Visiting Student – NST –Zhuo, Agnus – 02.17.26

Machine learning (ML) provides a powerful framework to enhance quantum control by enabling adaptive, data-driven optimization of control pulses in the presence of complex noise, drift, and hardware constraints. Instead of relying solely on analytic pulse design or gradient-based optimal control (e.g., GRAPE), ML models, such as reinforcement learning agents, Bayesian optimizers, or neural-network-based surrogate models, can learn the effective system dynamics directly from experimental data, including non-Markovian noise and control distortions. In real time, ML can update pulse parameters to compensate for frequency shifts, crosstalk, and amplitude nonlinearities, thereby stabilizing gate fidelities and reducing calibration overhead.

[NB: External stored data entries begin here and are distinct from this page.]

//! Printable snapshot of the detail view
//!
//! Lays the detail sections out as a single SVG page, 800 px wide with
//! 20 px padding. Text width is estimated from average glyph widths, so
//! wrapping is approximate but deterministic.

use crate::detail::{DetailField, DetailView, ProductTable};

pub const SNAPSHOT_WIDTH_PX: u32 = 800;
pub const SNAPSHOT_PADDING_PX: u32 = 20;
/// Raw OCR text printed into the snapshot is capped at this many characters.
pub const RAW_TEXT_LIMIT: usize = 2000;

const FONT_FAMILY: &str = "Arial, Helvetica, sans-serif";
const MONO_FAMILY: &str = "Courier New, monospace";

const TITLE_SIZE: f32 = 24.0;
const HEADING_SIZE: f32 = 18.0;
const BODY_SIZE: f32 = 14.0;
const TABLE_SIZE: f32 = 12.0;
const RAW_SIZE: f32 = 10.0;

/// Average advance of a proportional glyph, as a fraction of the font size.
const PROPORTIONAL_ADVANCE: f32 = 0.55;
const MONO_ADVANCE: f32 = 0.6;

const CELL_PADDING: f32 = 8.0;
const RAW_PADDING: f32 = 10.0;

/// Rendered-but-not-rasterized detail view.
#[derive(Debug, Clone, PartialEq)]
pub struct Snapshot {
    pub svg: String,
    pub width: u32,
    pub height: u32,
}

/// Builds the snapshot for one document.
pub fn render_snapshot(view: &DetailView) -> Snapshot {
    let mut canvas = SvgCanvas::new();

    canvas.text_block(&view.title, TITLE_SIZE, true, FONT_FAMILY, PROPORTIONAL_ADVANCE);
    canvas.rule();

    canvas.heading("Informações Principais");
    canvas.fields(&view.main);

    canvas.heading("Detalhes do Transporte");
    canvas.fields(&view.transport);

    if let Some(table) = &view.products {
        canvas.heading("Produtos Enviados");
        canvas.table(table);
    }

    canvas.heading("Conteúdo Bruto (OCR)");
    canvas.preformatted(&view.raw_text_excerpt(RAW_TEXT_LIMIT));

    canvas.finish()
}

struct SvgCanvas {
    body: String,
    cursor_y: f32,
}

impl SvgCanvas {
    fn new() -> Self {
        Self {
            body: String::new(),
            cursor_y: SNAPSHOT_PADDING_PX as f32,
        }
    }

    fn content_width(&self) -> f32 {
        (SNAPSHOT_WIDTH_PX - 2 * SNAPSHOT_PADDING_PX) as f32
    }

    fn left(&self) -> f32 {
        SNAPSHOT_PADDING_PX as f32
    }

    fn text_block(&mut self, text: &str, size: f32, bold: bool, family: &str, advance: f32) {
        let max_chars = chars_per_line(self.content_width(), size, advance);
        let line_height = size * 1.3;
        for line in wrap_text(text, max_chars) {
            self.cursor_y += line_height;
            self.push_text(self.left(), self.cursor_y - size * 0.3, &line, size, bold, family);
        }
        self.cursor_y += size * 0.4;
    }

    fn heading(&mut self, text: &str) {
        self.cursor_y += HEADING_SIZE * 0.6;
        self.text_block(text, HEADING_SIZE, true, FONT_FAMILY, PROPORTIONAL_ADVANCE);
    }

    fn rule(&mut self) {
        self.cursor_y += 4.0;
        self.body.push_str(&format!(
            r##"<line x1="{x1}" y1="{y}" x2="{x2}" y2="{y}" stroke="#cccccc" stroke-width="1"/>"##,
            x1 = self.left(),
            x2 = self.left() + self.content_width(),
            y = self.cursor_y
        ));
        self.cursor_y += 8.0;
    }

    fn fields(&mut self, fields: &[DetailField]) {
        for field in fields {
            let label = format!("{}:", field.label);
            let value = field.display();
            let label_width = label.chars().count() as f32 * BODY_SIZE * PROPORTIONAL_ADVANCE;
            let max_chars = chars_per_line(
                (self.content_width() - label_width).max(BODY_SIZE * 10.0),
                BODY_SIZE,
                PROPORTIONAL_ADVANCE,
            );
            let line_height = BODY_SIZE * 1.5;
            for (i, line) in wrap_text(&value, max_chars).into_iter().enumerate() {
                self.cursor_y += line_height;
                let baseline = self.cursor_y - BODY_SIZE * 0.4;
                if i == 0 {
                    self.push_text(self.left(), baseline, &label, BODY_SIZE, true, FONT_FAMILY);
                }
                self.push_text(
                    self.left() + label_width + BODY_SIZE * 0.4,
                    baseline,
                    &line,
                    BODY_SIZE,
                    false,
                    FONT_FAMILY,
                );
            }
        }
        self.cursor_y += BODY_SIZE * 0.5;
    }

    fn table(&mut self, table: &ProductTable) {
        let columns = table.column_count().max(1);
        let col_width = self.content_width() / columns as f32;
        let max_chars = chars_per_line(col_width - 2.0 * CELL_PADDING, TABLE_SIZE, PROPORTIONAL_ADVANCE);
        let row_height = TABLE_SIZE + 2.0 * CELL_PADDING;

        let rows = std::iter::once((&table.header, true)).chain(table.rows.iter().map(|row| (row, false)));
        for (row, is_header) in rows {
            let top = self.cursor_y;
            if is_header {
                self.body.push_str(&format!(
                    r##"<rect x="{x}" y="{y}" width="{w}" height="{h}" fill="#f2f2f2"/>"##,
                    x = self.left(),
                    y = top,
                    w = self.content_width(),
                    h = row_height
                ));
            }
            for col in 0..columns {
                let x = self.left() + col as f32 * col_width;
                self.body.push_str(&format!(
                    r##"<rect x="{x}" y="{y}" width="{w}" height="{h}" fill="none" stroke="#dddddd" stroke-width="1"/>"##,
                    x = x,
                    y = top,
                    w = col_width,
                    h = row_height
                ));
                let cell = row.get(col).map(String::as_str).unwrap_or("");
                let text = truncate_to(cell, max_chars);
                self.push_text(
                    x + CELL_PADDING,
                    top + CELL_PADDING + TABLE_SIZE * 0.85,
                    &text,
                    TABLE_SIZE,
                    is_header,
                    FONT_FAMILY,
                );
            }
            self.cursor_y += row_height;
        }
        self.cursor_y += 20.0;
    }

    fn preformatted(&mut self, text: &str) {
        let inner_width = self.content_width() - 2.0 * RAW_PADDING;
        let max_chars = chars_per_line(inner_width, RAW_SIZE, MONO_ADVANCE);
        let lines = wrap_text(text, max_chars);
        let line_height = RAW_SIZE * 1.4;
        let block_height = lines.len() as f32 * line_height + 2.0 * RAW_PADDING;

        self.body.push_str(&format!(
            r##"<rect x="{x}" y="{y}" width="{w}" height="{h}" rx="4" fill="#f5f5f5"/>"##,
            x = self.left(),
            y = self.cursor_y,
            w = self.content_width(),
            h = block_height
        ));
        let mut y = self.cursor_y + RAW_PADDING;
        for line in lines {
            y += line_height;
            self.push_text(self.left() + RAW_PADDING, y - RAW_SIZE * 0.35, &line, RAW_SIZE, false, MONO_FAMILY);
        }
        self.cursor_y += block_height;
    }

    fn push_text(&mut self, x: f32, y: f32, text: &str, size: f32, bold: bool, family: &str) {
        if text.is_empty() {
            return;
        }
        self.body.push_str(&format!(
            r##"<text x="{x}" y="{y}" font-family="{family}" font-size="{size}" font-weight="{weight}" fill="#222222" xml:space="preserve">{text}</text>"##,
            x = x,
            y = y,
            family = family,
            size = size,
            weight = if bold { "bold" } else { "normal" },
            text = escape_xml(text)
        ));
    }

    fn finish(self) -> Snapshot {
        let height = (self.cursor_y + SNAPSHOT_PADDING_PX as f32).ceil() as u32;
        let mut svg = String::with_capacity(self.body.len() + 256);
        svg.push_str(&format!(
            r#"<svg xmlns="http://www.w3.org/2000/svg" width="{w}" height="{h}" viewBox="0 0 {w} {h}">"#,
            w = SNAPSHOT_WIDTH_PX,
            h = height
        ));
        svg.push_str(&format!(
            r##"<rect x="0" y="0" width="{w}" height="{h}" fill="#ffffff"/>"##,
            w = SNAPSHOT_WIDTH_PX,
            h = height
        ));
        svg.push_str(&self.body);
        svg.push_str("</svg>");
        Snapshot {
            svg,
            width: SNAPSHOT_WIDTH_PX,
            height,
        }
    }
}

fn chars_per_line(width: f32, font_size: f32, advance: f32) -> usize {
    ((width / (font_size * advance)).floor() as usize).max(1)
}

/// Splits on newlines, form feeds and vertical tabs, then wraps each
/// paragraph at word boundaries. Words longer than a line are hard-broken.
pub fn wrap_text(text: &str, max_chars: usize) -> Vec<String> {
    let max_chars = max_chars.max(1);
    let mut lines = Vec::new();
    for paragraph in text.split(['\n', '\u{b}', '\u{c}']) {
        let paragraph = paragraph.trim_end_matches('\r');
        if paragraph.is_empty() {
            lines.push(String::new());
            continue;
        }
        let mut current = String::new();
        let mut current_len = 0;
        for word in paragraph.split(' ') {
            let mut word: Vec<char> = word.chars().collect();
            loop {
                let needed = if current_len == 0 { word.len() } else { current_len + 1 + word.len() };
                if needed <= max_chars {
                    if current_len > 0 {
                        current.push(' ');
                        current_len += 1;
                    }
                    current.extend(word.iter());
                    current_len += word.len();
                    break;
                }
                if current_len > 0 {
                    lines.push(std::mem::take(&mut current));
                    current_len = 0;
                    continue;
                }
                let rest = word.split_off(max_chars);
                lines.push(word.into_iter().collect());
                word = rest;
            }
        }
        lines.push(current);
    }
    lines
}

fn truncate_to(text: &str, max_chars: usize) -> String {
    if text.chars().count() <= max_chars {
        return text.to_string();
    }
    let mut out: String = text.chars().take(max_chars.saturating_sub(1)).collect();
    out.push('…');
    out
}

/// Escapes markup and drops characters XML 1.0 does not allow.
fn escape_xml(value: &str) -> String {
    let mut out = String::with_capacity(value.len());
    for c in value.chars() {
        match c {
            '&' => out.push_str("&amp;"),
            '<' => out.push_str("&lt;"),
            '>' => out.push_str("&gt;"),
            '"' => out.push_str("&quot;"),
            '\'' => out.push_str("&apos;"),
            '\t' | '\n' | '\r' => out.push(c),
            c if c < ' ' || c == '\u{fffe}' || c == '\u{ffff}' => {}
            c => out.push(c),
        }
    }
    out
}

#[cfg(test)]
mod tests {
    use super::*;
    use crate::types::fixtures::sample_response;
    use crate::types::AnalysisResult;

    fn sample_view() -> DetailView {
        let result = AnalysisResult::from_value(sample_response()).expect("parse failed");
        DetailView::from_result(&result)
    }

    #[test]
    fn test_wrap_text_words() {
        assert_eq!(wrap_text("aaa bbb ccc", 7), vec!["aaa bbb", "ccc"]);
        assert_eq!(wrap_text("a\n\nb", 10), vec!["a", "", "b"]);
    }

    #[test]
    fn test_wrap_text_hard_breaks_long_words() {
        assert_eq!(wrap_text("abcdefghij", 4), vec!["abcd", "efgh", "ij"]);
        assert_eq!(wrap_text("xy abcdefghij", 4), vec!["xy", "abcd", "efgh", "ij"]);
    }

    #[test]
    fn test_wrap_text_multibyte() {
        assert_eq!(wrap_text("ããã ããã", 3), vec!["ããã", "ããã"]);
    }

    #[test]
    fn test_snapshot_contains_sections() {
        let snapshot = render_snapshot(&sample_view());
        assert_eq!(snapshot.width, 800);
        assert!(snapshot.height > 200);
        for needle in [
            "NOTA DE REMESSA",
            "Informações Principais",
            "Detalhes do Transporte",
            "Produtos Enviados",
            "Cimento CP-II",
            "Conteúdo Bruto (OCR)",
            "João Silva",
        ] {
            assert!(snapshot.svg.contains(needle), "missing {needle}");
        }
        assert!(snapshot.svg.starts_with("<svg"));
        assert!(snapshot.svg.ends_with("</svg>"));
    }

    #[test]
    fn test_snapshot_escapes_markup() {
        let mut view = sample_view();
        view.raw_text = "<script>&</script>".to_string();
        let snapshot = render_snapshot(&view);
        assert!(snapshot.svg.contains("&lt;script&gt;&amp;&lt;/script&gt;"));
        assert!(!snapshot.svg.contains("<script>"));
    }

    #[test]
    fn test_wrap_text_page_breaks() {
        assert_eq!(wrap_text("PAGINA 1\u{c}PAGINA 2", 20), vec!["PAGINA 1", "PAGINA 2"]);
        assert_eq!(wrap_text("a\u{b}b", 20), vec!["a", "b"]);
    }

    #[test]
    fn test_escape_xml_drops_control_chars() {
        assert_eq!(escape_xml("a\u{0}b\u{1f}c\u{ffff}"), "abc");
        assert_eq!(escape_xml("x\ty"), "x\ty");
    }

    #[test]
    fn test_snapshot_has_no_control_chars() {
        let mut view = sample_view();
        view.raw_text = "PAGINA 1\u{c}PAGINA 2\u{0}".to_string();
        view.title = "scan\u{b}01.png".to_string();
        let snapshot = render_snapshot(&view);
        assert!(snapshot.svg.contains("PAGINA 1"));
        assert!(snapshot.svg.contains("PAGINA 2"));
        assert!(!snapshot
            .svg
            .chars()
            .any(|c| c < ' ' && !matches!(c, '\t' | '\n' | '\r')));
    }

    #[test]
    fn test_snapshot_caps_raw_text() {
        let mut view = sample_view();
        view.raw_text = "x".repeat(10_000);
        let capped = render_snapshot(&view);
        view.raw_text = "x".repeat(RAW_TEXT_LIMIT);
        let exact = render_snapshot(&view);
        assert_eq!(capped.height, exact.height);
    }

    #[test]
    fn test_snapshot_grows_with_text() {
        let mut view = sample_view();
        view.raw_text = "linha\n".repeat(5);
        let short = render_snapshot(&view);
        view.raw_text = "linha\n".repeat(150);
        let long = render_snapshot(&view);
        assert!(long.height > short.height);
    }

    #[test]
    fn test_truncate_to() {
        assert_eq!(truncate_to("abc", 5), "abc");
        assert_eq!(truncate_to("abcdef", 4), "abc…");
    }
}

Moreover, model-based ML approaches can infer Hamiltonian parameters and decoherence channels on-the-fly, enabling closed-loop quantum control and adaptive error suppression. When integrated with quantum error correction protocols (e.g., surface codes or bosonic encodings), ML-enhanced controllers can dynamically adjust syndrome extraction timing and feedback operations, pushing superconducting and hybrid qubit platforms toward higher coherence, lower latency control, and scalable fault tolerance. In this project, we will establish the integration of AI agent with the quantum control hardware to realize AI-enhance quantum optimal control.